The bottle shot is an important marketing component for a beer release driven beer festival. It needs to get people excited and embrace the theme as much as possible, to help drive ticket sales. Thankfully, we switched things up this year, moving from a standard 22 oz. bottle to a 750 ml. size, and most importantly, they were painted matte black. That meant no light reflections, which are a huge pain in the ass to manage in product photography.
Between the bottle and the theme, shooting in the dark was really the only creative option in my mind. So I tackled the challenge by setting up a dark room with a black background, and dusted off my tripod for a series of long exposures. The difficult task was coming up with a light source I could easily control, that wasn’t too bright.
It didn’t take long to remember that I had a small flashlight, just four inches long. I think a brewer left it on my desk a year ago. I flipped it on, but it was still too bright. The solution turned out to be one my business cards. I punched a tiny hole through it and held it over the flash light lens, which allowed me to regulate the brightness.
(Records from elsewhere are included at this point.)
//! TF-IDF vector-space search over a static, pre-tokenized corpus.
//!
//! Load a corpus into a [`SearchEngine`], then query it:
//!
//! ```
//! use campus_core::{DocInput, EngineConfig, SearchEngine, SearchOptions, WhitespaceTokenizer};
//!
//! let engine = SearchEngine::new(WhitespaceTokenizer, EngineConfig::default());
//! engine.load(vec![
//!     DocInput::new(["scholarship", "exam"]).with_field("title", "Exam").with_field("link", "/1"),
//!     DocInput::new(["cafeteria", "menu"]).with_field("title", "Menu").with_field("link", "/2"),
//! ]).unwrap();
//! let hits = engine.search("scholarship", &SearchOptions::default()).unwrap();
//! assert_eq!(hits[0].doc_id, 0);
//! ```

pub mod corpus;
pub mod engine;
pub mod error;
pub mod index;
pub mod rank;
pub mod tfidf;
pub mod tokenizer;
pub mod vector;
pub mod vocabulary;

pub use engine::{EngineConfig, EngineState, SearchEngine, SearchHit};
pub use error::{Result, SearchError};
pub use index::{DocId, DocInput, Document, Index, IndexStats, Metadata, TermId};
pub use rank::{ScoredDoc, SearchOptions};
pub use tfidf::Weighting;
pub use tokenizer::{StandardTokenizer, Tokenizer, WhitespaceTokenizer};
pub use vocabulary::{FrequencyMode, VocabularyConfig};
pub mod calculations;
pub mod formatting;
pub mod models;
pub mod session;
pub mod utils;
pub mod validation;

pub use calculations::{CostEngine, CostEngineError};
pub use models::*;
pub use session::{CALCULATION_FAILED_NOTICE, CalculateError, CalculatorSession, InputRejected};
pub use validation::{FieldError, FieldErrors};
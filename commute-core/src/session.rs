//! State of one calculator form.
//!
//! [`CalculatorSession`] is the event adapter between a front end and the
//! pure validators and engine: it stores raw keystrokes, keeps the error map
//! current, and holds the last successful result together with the two
//! display toggles. Nothing here is shared between sessions.

use thiserror::Error;
use tracing::{debug, warn};

use crate::{
    CalculationResult, ChartStyle, CostEngine, FieldErrors, InputField, InputSet, ViewMode,
    utils::is_acceptable_input,
    validation::{validate_field, validate_form},
};

/// Notice shown when a validated calculation still fails.
pub const CALCULATION_FAILED_NOTICE: &str =
    "Unable to calculate costs. Please check your inputs and try again.";

/// A keystroke was refused at the input boundary; the field is unchanged.
#[derive(Debug, Clone, Error, PartialEq, Eq)]
#[error("'{text}' is not accepted for {field}: only digits and one decimal point are allowed")]
pub struct InputRejected {
    pub field: InputField,
    pub text: String,
}

/// Why [`CalculatorSession::calculate`] produced no result.
#[derive(Debug, Clone, Error, PartialEq, Eq)]
pub enum CalculateError {
    /// One or more fields are invalid or missing.
    #[error("{} field(s) need attention", .0.len())]
    Invalid(FieldErrors),

    /// The inputs validated but the arithmetic failed.
    #[error("{}", CALCULATION_FAILED_NOTICE)]
    Failed,
}

/// Form inputs, errors, last result and display toggles of one calculator.
#[derive(Debug, Clone, Default)]
pub struct CalculatorSession {
    engine: CostEngine,
    inputs: InputSet,
    errors: FieldErrors,
    result: Option<CalculationResult>,
    view_mode: ViewMode,
    chart_style: ChartStyle,
}

impl CalculatorSession {
    pub fn new() -> Self {
        Self::default()
    }

    /// Applies one edit to `field`.
    ///
    /// Text containing anything other than digits and a single decimal point
    /// is rejected and the stored value is left as it was. Otherwise the text
    /// is stored and the field's error is re-derived from it alone; clearing
    /// a field clears its error.
    ///
    /// # Errors
    ///
    /// Returns [`InputRejected`] when the text fails the boundary check.
    pub fn update_field(
        &mut self,
        field: InputField,
        text: &str,
    ) -> Result<(), InputRejected> {
        if !is_acceptable_input(text) {
            warn!(%field, text, "rejected keystroke");
            return Err(InputRejected {
                field,
                text: text.to_string(),
            });
        }

        self.inputs.set(field, text);
        self.errors.set(field, validate_field(field, text));
        Ok(())
    }

    /// Replaces every input at once, e.g. with a row loaded from a file.
    ///
    /// The boundary check is skipped; each field is validated on its own
    /// exactly as after a keystroke.
    pub fn load_inputs(
        &mut self,
        inputs: InputSet,
    ) {
        self.errors = FieldErrors::new();
        for field in InputField::ALL {
            self.errors.set(field, validate_field(field, inputs.get(field)));
        }
        self.inputs = inputs;
    }

    /// Re-validates the whole form, replacing the error map.
    ///
    /// Returns `true` when every field is valid and present as required.
    pub fn validate(&mut self) -> bool {
        self.errors = validate_form(&self.inputs);
        self.errors.is_empty()
    }

    /// Validates the form and, if it passes, runs the engine.
    ///
    /// On success the new result replaces the previous one. On any failure
    /// the previous result, if there is one, is kept unchanged.
    ///
    /// # Errors
    ///
    /// - [`CalculateError::Invalid`] with the error map when validation fails
    /// - [`CalculateError::Failed`] when the inputs cannot be parsed or the
    ///   arithmetic fails
    pub fn calculate(&mut self) -> Result<&CalculationResult, CalculateError> {
        if !self.validate() {
            debug!(errors = self.errors.len(), "calculation blocked by validation");
            return Err(CalculateError::Invalid(self.errors.clone()));
        }

        let computed = self
            .inputs
            .to_cost_input()
            .map_err(|error| {
                warn!(%error, "inputs could not be parsed");
                CalculateError::Failed
            })
            .and_then(|input| {
                self.engine.calculate(&input).map_err(|error| {
                    warn!(%error, "cost calculation failed");
                    CalculateError::Failed
                })
            })?;

        Ok(&*self.result.insert(computed))
    }

    pub fn inputs(&self) -> &InputSet {
        &self.inputs
    }

    pub fn errors(&self) -> &FieldErrors {
        &self.errors
    }

    /// The last successful result, or `None` before the first one.
    pub fn result(&self) -> Option<&CalculationResult> {
        self.result.as_ref()
    }

    pub fn view_mode(&self) -> ViewMode {
        self.view_mode
    }

    pub fn set_view_mode(
        &mut self,
        view_mode: ViewMode,
    ) {
        self.view_mode = view_mode;
    }

    pub fn toggle_view_mode(&mut self) -> ViewMode {
        self.view_mode = self.view_mode.toggled();
        self.view_mode
    }

    pub fn chart_style(&self) -> ChartStyle {
        self.chart_style
    }

    pub fn set_chart_style(
        &mut self,
        chart_style: ChartStyle,
    ) {
        self.chart_style = chart_style;
    }

    pub fn toggle_chart_style(&mut self) -> ChartStyle {
        self.chart_style = self.chart_style.toggled();
        self.chart_style
    }

    /// Clears inputs, errors and the last result. Toggles are kept.
    pub fn reset(&mut self) {
        self.inputs = InputSet::new();
        self.errors = FieldErrors::new();
        self.result = None;
    }
}

#[cfg(test)]
mod tests {
    use pretty_assertions::assert_eq;
    use rust_decimal_macros::dec;

    use super::*;
    use crate::{FieldError, calculations::common::round_half_up};

    fn filled_session() -> CalculatorSession {
        let mut session = CalculatorSession::new();
        for (field, text) in [
            (InputField::CarPrice, "600000"),
            (InputField::FuelEfficiency, "15"),
            (InputField::FuelPrice, "100"),
            (InputField::DistanceToWork, "10"),
            (InputField::WorkingDaysPerMonth, "22"),
            (InputField::MaintenanceCosts, "1000"),
            (InputField::InsuranceCosts, "12000"),
            (InputField::ResaleValue, "200000"),
            (InputField::ResaleYears, "5"),
            (InputField::PublicTransportCosts, "2000"),
        ] {
            session.update_field(field, text).unwrap();
        }
        session
    }

    #[test]
    fn update_field_rejects_non_numeric_keystrokes() {
        let mut session = CalculatorSession::new();
        session.update_field(InputField::FuelPrice, "10").unwrap();

        let result = session.update_field(InputField::FuelPrice, "10.5.");

        assert!(result.is_err());
        assert_eq!(session.inputs().get(InputField::FuelPrice), "10");
    }

    #[test]
    fn update_field_revalidates_that_field_only() {
        let mut session = CalculatorSession::new();

        session.update_field(InputField::WorkingDaysPerMonth, "32").unwrap();

        assert_eq!(
            session.errors().get(InputField::WorkingDaysPerMonth),
            Some(FieldError::WorkingDaysOutOfRange)
        );
        // Required fields are not flagged while typing.
        assert_eq!(session.errors().len(), 1);
    }

    #[test]
    fn clearing_a_field_clears_its_error() {
        let mut session = CalculatorSession::new();
        session.update_field(InputField::CarPrice, "0").unwrap();

        session.update_field(InputField::CarPrice, "").unwrap();

        assert!(session.errors().is_empty());
    }

    #[test]
    fn calculate_reference_scenario() {
        let mut session = filled_session();

        let result = session.calculate().unwrap();

        assert_eq!(round_half_up(result.total_car_cost), dec!(11600.00));
        assert_eq!(round_half_up(result.monthly_savings), dec!(-9600.00));
    }

    #[test]
    fn calculate_without_car_price_reports_required() {
        let mut session = filled_session();
        session.update_field(InputField::CarPrice, "").unwrap();

        let result = session.calculate();

        match result {
            Err(CalculateError::Invalid(errors)) => {
                assert_eq!(errors.message(InputField::CarPrice), "This field is required");
            }
            other => panic!("expected Invalid, got {other:?}"),
        }
        assert!(session.result().is_none());
    }

    #[test]
    fn failed_validation_keeps_previous_result() {
        let mut session = filled_session();
        let first = session.calculate().unwrap().clone();

        session.update_field(InputField::FuelEfficiency, "0").unwrap();
        assert!(session.calculate().is_err());

        assert_eq!(session.result(), Some(&first));
    }

    #[test]
    fn load_inputs_validates_without_boundary_check() {
        let mut session = CalculatorSession::new();
        let inputs = InputSet::from_pairs([
            (InputField::CarPrice, "600000"),
            (InputField::MaintenanceCosts, "-50"),
        ]);

        session.load_inputs(inputs);

        assert_eq!(session.inputs().get(InputField::MaintenanceCosts), "-50");
        assert_eq!(
            session.errors().get(InputField::MaintenanceCosts),
            Some(FieldError::Negative)
        );
        assert_eq!(session.errors().len(), 1);
    }

    #[test]
    fn overflow_surfaces_as_calculation_failure() {
        let mut session = filled_session();
        session
            .update_field(InputField::DistanceToWork, "79228162514264337593543950335")
            .unwrap();

        let result = session.calculate();

        assert_eq!(result, Err(CalculateError::Failed));
        assert_eq!(result.unwrap_err().to_string(), CALCULATION_FAILED_NOTICE);
    }

    #[test]
    fn new_calculation_replaces_result() {
        let mut session = filled_session();
        session.calculate().unwrap();

        session.update_field(InputField::PublicTransportCosts, "15000").unwrap();
        let result = session.calculate().unwrap();

        assert_eq!(round_half_up(result.monthly_savings), dec!(3400.00));
    }

    #[test]
    fn toggles_do_not_touch_the_result() {
        let mut session = filled_session();
        let first = session.calculate().unwrap().clone();

        assert_eq!(session.toggle_view_mode(), ViewMode::Yearly);
        assert_eq!(session.toggle_chart_style(), ChartStyle::Pie);

        assert_eq!(session.result(), Some(&first));
    }

    #[test]
    fn reset_keeps_toggles() {
        let mut session = filled_session();
        session.set_view_mode(ViewMode::Yearly);
        session.calculate().unwrap();

        session.reset();

        assert!(session.result().is_none());
        assert_eq!(session.inputs().iter().count(), 0);
        assert_eq!(session.view_mode(), ViewMode::Yearly);
    }
}
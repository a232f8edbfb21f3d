use std::path::PathBuf;

use anyhow::{Context, bail};
use clap::{Args, Parser, Subcommand};
use tracing::{debug, info};

use commute_cli::{
    app,
    config::AppConfig,
    csv_loader,
    logging::{apply_config, enable_file_logging, init_logging},
    report::ReportOptions,
};
use commute_core::{ChartStyle, InputField, ViewMode};

// ─── CLI definition ──────────────────────────────────────────────────────────

/// Compares the monthly and yearly cost of owning a car with commuting by
/// public transport.
#[derive(Debug, Parser)]
#[command(version)]
struct Cli {
    /// TOML file with display and logging settings.
    #[arg(long, global = true)]
    config: Option<PathBuf>,

    /// Log filter, e.g. `debug` or `info,commute_core=trace`.
    #[arg(long, global = true)]
    log_level: Option<String>,

    /// Append log records to this file.
    #[arg(long, global = true)]
    log_file: Option<PathBuf>,

    /// Show costs per month or per year.
    #[arg(long, global = true)]
    view: Option<ViewMode>,

    /// Draw the breakdown as a bar or pie chart.
    #[arg(long, global = true)]
    chart: Option<ChartStyle>,

    /// Spell amounts out in words.
    #[arg(long, global = true)]
    words: bool,

    #[command(subcommand)]
    command: Command,
}

#[derive(Debug, Subcommand)]
enum Command {
    /// Calculate one scenario from command-line values.
    Calc(FieldArgs),

    /// Calculate every row of a scenario CSV file.
    Batch {
        /// Path to the CSV file.
        file: PathBuf,
    },
}

/// Raw field values, exactly as typed.
#[derive(Debug, Args)]
struct FieldArgs {
    /// Purchase price of the car.
    #[arg(long)]
    car_price: Option<String>,

    /// Kilometres per litre.
    #[arg(long)]
    fuel_efficiency: Option<String>,

    /// Price of one litre of fuel.
    #[arg(long)]
    fuel_price: Option<String>,

    /// One-way distance to work in kilometres.
    #[arg(long)]
    distance_to_work: Option<String>,

    /// Commuting days per month (1 to 31).
    #[arg(long)]
    working_days_per_month: Option<String>,

    /// Maintenance per month.
    #[arg(long)]
    maintenance_costs: Option<String>,

    /// Insurance per year.
    #[arg(long)]
    insurance_costs: Option<String>,

    /// Expected resale value.
    #[arg(long)]
    resale_value: Option<String>,

    /// Years until resale.
    #[arg(long)]
    resale_years: Option<String>,

    /// Public transport pass per month.
    #[arg(long)]
    public_transport_costs: Option<String>,
}

impl FieldArgs {
    fn into_pairs(self) -> Vec<(InputField, String)> {
        [
            (InputField::CarPrice, self.car_price),
            (InputField::FuelEfficiency, self.fuel_efficiency),
            (InputField::FuelPrice, self.fuel_price),
            (InputField::DistanceToWork, self.distance_to_work),
            (InputField::WorkingDaysPerMonth, self.working_days_per_month),
            (InputField::MaintenanceCosts, self.maintenance_costs),
            (InputField::InsuranceCosts, self.insurance_costs),
            (InputField::ResaleValue, self.resale_value),
            (InputField::ResaleYears, self.resale_years),
            (InputField::PublicTransportCosts, self.public_transport_costs),
        ]
        .into_iter()
        .filter_map(|(field, value)| value.map(|text| (field, text)))
        .collect()
    }
}

// ─── settings ────────────────────────────────────────────────────────────────

/// Loads the config file and layers the command-line overrides on top.
fn resolve_options(cli: &Cli) -> anyhow::Result<ReportOptions> {
    let config = match &cli.config {
        Some(path) => AppConfig::load(path)?,
        None => AppConfig::default(),
    };

    apply_config(&config.logging, cli.log_level.as_deref())
        .context("cannot apply logging config")?;
    if let Some(path) = &cli.log_file {
        enable_file_logging(path)?;
    }

    let mut options = ReportOptions::from(config.display);
    if let Some(view) = cli.view {
        options.view = view;
    }
    if let Some(chart) = cli.chart {
        options.chart = chart;
    }
    options.words |= cli.words;

    debug!(?options, "resolved display options");
    Ok(options)
}

// ─── commands ────────────────────────────────────────────────────────────────

fn run_calc(
    fields: FieldArgs,
    options: &ReportOptions,
) -> anyhow::Result<()> {
    let mut session = app::build_session(options);
    for (field, text) in fields.into_pairs() {
        session.update_field(field, &text)?;
    }

    match app::calculate_report(&mut session, options.words) {
        Ok(report) => {
            print!("{report}");
            Ok(())
        }
        Err(error) => {
            eprint!("{}", app::describe_failure(&error));
            Err(error.into())
        }
    }
}

fn run_batch(
    file: PathBuf,
    options: &ReportOptions,
) -> anyhow::Result<()> {
    let scenarios = csv_loader::load_from_file(&file)?;
    info!(count = scenarios.len(), file = %file.display(), "loaded scenarios");

    let summary = app::run_batch(scenarios, options);
    print!("{}", summary.output);

    if summary.succeeded == 0 && summary.failed > 0 {
        bail!("no scenario in '{}' could be calculated", file.display());
    }
    Ok(())
}

// ─── entry point ─────────────────────────────────────────────────────────────

fn main() -> anyhow::Result<()> {
    init_logging("info");

    let cli = Cli::parse();
    let options = resolve_options(&cli)?;

    match cli.command {
        Command::Calc(fields) => run_calc(fields, &options),
        Command::Batch { file } => run_batch(file, &options),
    }
}
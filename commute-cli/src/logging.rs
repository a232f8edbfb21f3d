//! Tracing setup for the command-line front end.
//!
//! Records go to stderr so the report on stdout can be piped, and optionally
//! to a log file opened after startup. Both outputs share one reloadable
//! level filter.

use anyhow::{Context, Result};
use chrono::Local;
use std::{
    fs::File,
    io::{self, IsTerminal, Write},
    path::Path,
    sync::{Arc, Mutex, MutexGuard, OnceLock, PoisonError},
};
use tracing::{Event, Level, Subscriber};
use tracing_subscriber::{
    EnvFilter, Layer,
    fmt::{
        FmtContext, MakeWriter,
        format::{FormatEvent, FormatFields, Writer},
    },
    layer::SubscriberExt,
    registry::LookupSpan,
    reload,
    util::SubscriberInitExt,
};

use crate::config::LoggingConfig;

// --- Formatter ---

/// `<local timestamp> <LEVEL> <file:line> <fields>`, coloured on a terminal.
struct LocalFmt;

impl<S, N> FormatEvent<S, N> for LocalFmt
where
    S: Subscriber + for<'a> LookupSpan<'a>,
    N: for<'a> FormatFields<'a> + 'static,
{
    fn format_event(
        &self,
        ctx: &FmtContext<'_, S, N>,
        mut writer: Writer<'_>,
        event: &Event<'_>,
    ) -> std::fmt::Result {
        let meta = event.metadata();
        let ansi = writer.has_ansi_escapes();
        let paint = |code: &'static str| if ansi { code } else { "" };

        write!(
            writer,
            "{}{}{} ",
            paint("\x1b[2m"),
            Local::now().format("%Y-%m-%dT%H:%M:%S%.3f%:z"),
            paint("\x1b[0m")
        )?;

        let colour = match *meta.level() {
            Level::ERROR => "\x1b[1;31m",
            Level::WARN => "\x1b[1;33m",
            Level::INFO => "\x1b[1;32m",
            Level::DEBUG => "\x1b[1;34m",
            Level::TRACE => "\x1b[1;35m",
        };
        write!(
            writer,
            "{}{:>5}{} ",
            paint(colour),
            meta.level(),
            paint("\x1b[0m")
        )?;

        if let (Some(file), Some(line)) = (meta.file(), meta.line()) {
            let file = file
                .rsplit_once("src/")
                .or_else(|| file.rsplit_once("src\\"))
                .map_or(file, |(_, rest)| rest);
            write!(
                writer,
                "{}{file}:{line}{} ",
                paint("\x1b[36m"),
                paint("\x1b[0m")
            )?;
        }

        ctx.field_format().format_fields(writer.by_ref(), event)?;
        writeln!(writer)
    }
}

// --- Late-bound file writer ---

type SharedFile = Arc<Mutex<Option<File>>>;

fn lock_slot(slot: &Mutex<Option<File>>) -> MutexGuard<'_, Option<File>> {
    slot.lock().unwrap_or_else(PoisonError::into_inner)
}

/// A MakeWriter that can be pointed at a file after initialization.
/// While no file is set, all writes are silently discarded.
#[derive(Clone)]
struct FileSlot(SharedFile);

struct SlotWriter<'a>(MutexGuard<'a, Option<File>>);

impl Write for SlotWriter<'_> {
    fn write(
        &mut self,
        buf: &[u8],
    ) -> io::Result<usize> {
        match &mut *self.0 {
            Some(f) => f.write(buf),
            None => Ok(buf.len()),
        }
    }

    fn flush(&mut self) -> io::Result<()> {
        match &mut *self.0 {
            Some(f) => f.flush(),
            None => Ok(()),
        }
    }
}

impl<'a> MakeWriter<'a> for FileSlot {
    type Writer = SlotWriter<'a>;

    fn make_writer(&'a self) -> Self::Writer {
        SlotWriter(lock_slot(&self.0))
    }
}

// --- Handles ---

type FilterHandle = Box<dyn Fn(EnvFilter) -> Result<()> + Send + Sync>;

static LEVEL_HANDLE: OnceLock<FilterHandle> = OnceLock::new();
static STDERR_HANDLE: OnceLock<FilterHandle> = OnceLock::new();
static FILE_SLOT: OnceLock<SharedFile> = OnceLock::new();

fn store_handle<S>(
    cell: &OnceLock<FilterHandle>,
    handle: reload::Handle<EnvFilter, S>,
) where
    S: Subscriber + Send + Sync + 'static,
{
    let _ = cell.set(Box::new(move |filter: EnvFilter| {
        handle
            .reload(filter)
            .map_err(|e| anyhow::anyhow!("filter reload failed: {e}"))
    }));
}

fn reload_with(
    cell: &OnceLock<FilterHandle>,
    filter: EnvFilter,
) -> Result<()> {
    match cell.get() {
        Some(reload) => reload(filter),
        None => anyhow::bail!("logging not yet initialized"),
    }
}

// --- Public API ---

/// Installs the global subscriber. Call once at startup.
///
/// The level comes from `RUST_LOG` when set, otherwise `default_filter`.
/// File output stays inactive until [`enable_file_logging`] is called.
pub fn init_logging(default_filter: &str) {
    let file_inner: SharedFile = Arc::new(Mutex::new(None));
    let _ = FILE_SLOT.set(file_inner.clone());

    let initial =
        EnvFilter::try_from_default_env().unwrap_or_else(|_| EnvFilter::new(default_filter));

    // Global level ceiling for both outputs.
    let (level_filter, level_handle) = reload::Layer::new(initial);
    // Per-stderr on/off gate; starts open.
    let (stderr_gate, stderr_handle) = reload::Layer::new(EnvFilter::new("trace"));

    let stderr_layer = tracing_subscriber::fmt::layer()
        .event_format(LocalFmt)
        .with_ansi(io::stderr().is_terminal())
        .with_writer(io::stderr)
        .with_filter(stderr_gate);

    let file_layer = tracing_subscriber::fmt::layer()
        .event_format(LocalFmt)
        .with_ansi(false)
        .with_writer(FileSlot(file_inner));

    if tracing_subscriber::registry()
        .with(level_filter)
        .with(stderr_layer)
        .with(file_layer)
        .try_init()
        .is_ok()
    {
        store_handle(&LEVEL_HANDLE, level_handle);
        store_handle(&STDERR_HANDLE, stderr_handle);
    }
}

/// Changes the active log filter at runtime.
/// Accepts a bare level ("error", "warn", "info", "debug", "trace")
/// or any full EnvFilter directive.
pub fn set_log_level(level: &str) -> Result<()> {
    let filter = EnvFilter::try_new(level)
        .map_err(|e| anyhow::anyhow!("invalid log level '{level}': {e}"))?;
    reload_with(&LEVEL_HANDLE, filter)
}

/// Shows or hides stderr log output without affecting file logging.
pub fn set_stderr_enabled(enabled: bool) -> Result<()> {
    let filter = EnvFilter::new(if enabled { "trace" } else { "off" });
    reload_with(&STDERR_HANDLE, filter)
}

/// Starts appending log output to `path`, replacing any open log file.
/// The directory must already exist.
pub fn enable_file_logging(path: &Path) -> Result<()> {
    let file = File::options()
        .create(true)
        .append(true)
        .open(path)
        .with_context(|| format!("cannot open log file '{}'", path.display()))?;

    match FILE_SLOT.get() {
        Some(slot) => {
            *lock_slot(slot) = Some(file);
            Ok(())
        }
        None => anyhow::bail!("logging not yet initialized"),
    }
}

/// Closes the current log file.
pub fn disable_file_logging() {
    if let Some(slot) = FILE_SLOT.get() {
        *lock_slot(slot) = None;
    }
}

/// Picks the filter that replaces the one installed at startup.
///
/// The command line wins over the config file. `None` means neither set a
/// level, so the startup filter (`RUST_LOG`, else the default) stays.
pub fn filter_override<'a>(
    config_level: Option<&'a str>,
    cli_level: Option<&'a str>,
) -> Option<&'a str> {
    cli_level.or(config_level)
}

/// Applies the `[logging]` table of the configuration file, with the
/// command-line level taking precedence over the file's.
pub fn apply_config(
    config: &LoggingConfig,
    cli_level: Option<&str>,
) -> Result<()> {
    if let Some(level) = filter_override(config.level.as_deref(), cli_level) {
        set_log_level(level)?;
    }
    set_stderr_enabled(config.stderr)?;
    match &config.file {
        Some(path) => enable_file_logging(path),
        None => {
            disable_file_logging();
            Ok(())
        }
    }
}

#[cfg(test)]
mod tests {
    use pretty_assertions::assert_eq;

    use super::*;

    #[test]
    fn startup_filter_kept_without_any_level() {
        assert_eq!(filter_override(None, None), None);
    }

    #[test]
    fn config_level_replaces_startup_filter() {
        assert_eq!(filter_override(Some("warn"), None), Some("warn"));
    }

    #[test]
    fn cli_level_wins_over_config() {
        assert_eq!(filter_override(Some("warn"), Some("debug")), Some("debug"));
        assert_eq!(filter_override(None, Some("trace")), Some("trace"));
    }

    #[test]
    fn default_config_leaves_level_untouched() {
        let config = LoggingConfig::default();

        assert_eq!(filter_override(config.level.as_deref(), None), None);
    }
}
Then I proceeded to black out the windows and cover every light emitting object in the room, including the fire exit signs (sorry OSHA), and apologized to my co-workers who were left to manage in the dark.
I can’t remember the duration of the exposure, but it was plenty of time to paint light over the label, back and forth with the flashlight, and up near the bottle cap, which was covered with black wax, filled with metallic orange flecks. Through trial and error, it took 10-12 exposures to get the light painting just right. I was really pleased with the results, and then did a fair amount of work in post production, adjusting color, contrast, and dodging the lettering so it really popped. It played well on social media. Until next year…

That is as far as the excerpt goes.